- RECORDS TO PROCESS -
□ □ □ □
//! Drives the auth session against an [`AuthApi`].
//!
//! SYSTEM CONTEXT
//! ==============
//! `AuthProvider` owns one controller per mount. Every state change is
//! published as a [`Session`] snapshot to the observer, which the provider
//! mirrors into signals.
//!
//! DESIGN
//! ======
//! `sync` is a reconciliation loop: it looks at the current session and runs
//! whichever fetch is enabled and not yet settled, until nothing is left to
//! do. The refresh fetch is enabled while no usable token exists; the profile
//! fetch is keyed on the token. Concurrent `sync` calls are safe because each
//! fetch goes through a [`QueryCell`], which drops duplicate and superseded
//! requests.
//!
//! Single-threaded: state sits in `RefCell`s and no borrow is held across an
//! `.await`.

#[cfg(test)]
#[path = "controller_test.rs"]
mod controller_test;

use std::cell::{Cell, RefCell};
use std::rc::Rc;

use crate::config::AuthConfig;
use crate::net::api::AuthApi;
use crate::net::query::QueryCell;
use crate::net::retry::with_retry;
use crate::state::session::{RefreshDerived, Session, SessionEvent};

type Observer = Rc<dyn Fn(&Session)>;

enum Step {
    Refresh,
    Profile(String),
    Done,
}

/// Owner of the session state for one provider mount.
pub struct SessionController<A> {
    api: A,
    config: AuthConfig,
    session: RefCell<Session>,
    refresh: RefCell<QueryCell<()>>,
    profile: RefCell<QueryCell<String>>,
    mounted: Cell<bool>,
    observer: RefCell<Option<Observer>>,
}

impl<A: AuthApi> SessionController<A> {
    pub fn new(api: A, config: AuthConfig) -> Self {
        Self {
            api,
            config,
            session: RefCell::new(Session::new()),
            refresh: RefCell::new(QueryCell::new()),
            profile: RefCell::new(QueryCell::new()),
            mounted: Cell::new(true),
            observer: RefCell::new(None),
        }
    }

    /// Register the callback that receives every published snapshot.
    pub fn set_observer(&self, observer: impl Fn(&Session) + 'static) {
        *self.observer.borrow_mut() = Some(Rc::new(observer));
    }

    pub fn snapshot(&self) -> Session {
        self.session.borrow().clone()
    }

    pub fn is_mounted(&self) -> bool {
        self.mounted.get()
    }

    pub fn config(&self) -> &AuthConfig {
        &self.config
    }

    /// Set the access token directly, bypassing the refresh flow.
    ///
    /// Clearing a usable token arms a new refresh cycle. Call [`Self::sync`]
    /// afterwards to run whatever fetch the new token enables.
    pub fn assign_access_token(&self, token: Option<String>) {
        if !self.is_mounted() {
            return;
        }
        let had_token = self.session.borrow().has_token();
        self.update(SessionEvent::TokenAssigned(token));
        if had_token && !self.session.borrow().has_token() {
            self.refresh.borrow_mut().invalidate();
        }
    }

    /// Run enabled fetches until the session settles.
    pub async fn sync(&self) {
        loop {
            match self.next_step() {
                Step::Refresh => self.run_refresh().await,
                Step::Profile(token) => self.run_profile(token).await,
                Step::Done => return,
            }
        }
    }

    /// Abandon in-flight fetches and stop publishing. Results that arrive
    /// afterwards are dropped.
    pub fn unmount(&self) {
        self.mounted.set(false);
        self.refresh.borrow_mut().cancel();
        self.profile.borrow_mut().cancel();
        self.observer.borrow_mut().take();
    }

    fn next_step(&self) -> Step {
        if !self.is_mounted() {
            return Step::Done;
        }
        let session = self.session.borrow();
        match session.profile_key() {
            None if self.refresh.borrow().needs_fetch(&()) => Step::Refresh,
            None => Step::Done,
            Some(token) => {
                let token = token.to_owned();
                if self.profile.borrow().needs_fetch(&token) {
                    Step::Profile(token)
                } else {
                    Step::Done
                }
            }
        }
    }

    async fn run_refresh(&self) {
        let Some(ticket) = self.refresh.borrow_mut().begin(()) else {
            return;
        };
        self.update(SessionEvent::RefreshStarted);

        let api = &self.api;
        let result = with_retry(self.config.refresh_retry, move || api.refresh_access_token()).await;

        if !self.refresh.borrow_mut().finish(&ticket) {
            return;
        }
        match result {
            Ok(resp) => self.update(SessionEvent::RefreshCompleted(RefreshDerived::from_response(&resp))),
            Err(e) => {
                leptos::logging::error!("Error refreshing accessToken: {e}");
                self.update(SessionEvent::RefreshFailed);
            }
        }
    }

    async fn run_profile(&self, token: String) {
        let Some(ticket) = self.profile.borrow_mut().begin(token.clone()) else {
            return;
        };
        self.update(SessionEvent::ProfileStarted { token: token.clone() });

        let api = &self.api;
        let key = token.as_str();
        let result = with_retry(self.config.profile_retry, move || api.get_authenticated_user(key)).await;

        if !self.profile.borrow_mut().finish(&ticket) {
            return;
        }
        match result {
            Ok(resp) => self.update(SessionEvent::ProfileCompleted {
                token,
                status: resp.status,
                user: resp.into_data(),
            }),
            Err(e) => {
                leptos::logging::error!("Error fetching user: {e}");
                self.update(SessionEvent::ProfileFailed { token });
            }
        }
    }

    fn update(&self, event: SessionEvent) {
        let applied = self.session.borrow_mut().apply(event);
        if applied {
            self.publish();
        }
    }

    fn publish(&self) {
        let snapshot = self.snapshot();
        let observer = self.observer.borrow().clone();
        if let Some(observer) = observer {
            observer(&snapshot);
        }
    }
}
□ □ □ □
- EXERCISE -
Which of the lines in the data hold the string "clone"? Report each of them by copying it.

- OUTPUT FOR THIS TASK -
        self.session.borrow().clone()
        let Some(ticket) = self.profile.borrow_mut().begin(token.clone()) else {
        self.update(SessionEvent::ProfileStarted { token: token.clone() });
        let observer = self.observer.borrow().clone();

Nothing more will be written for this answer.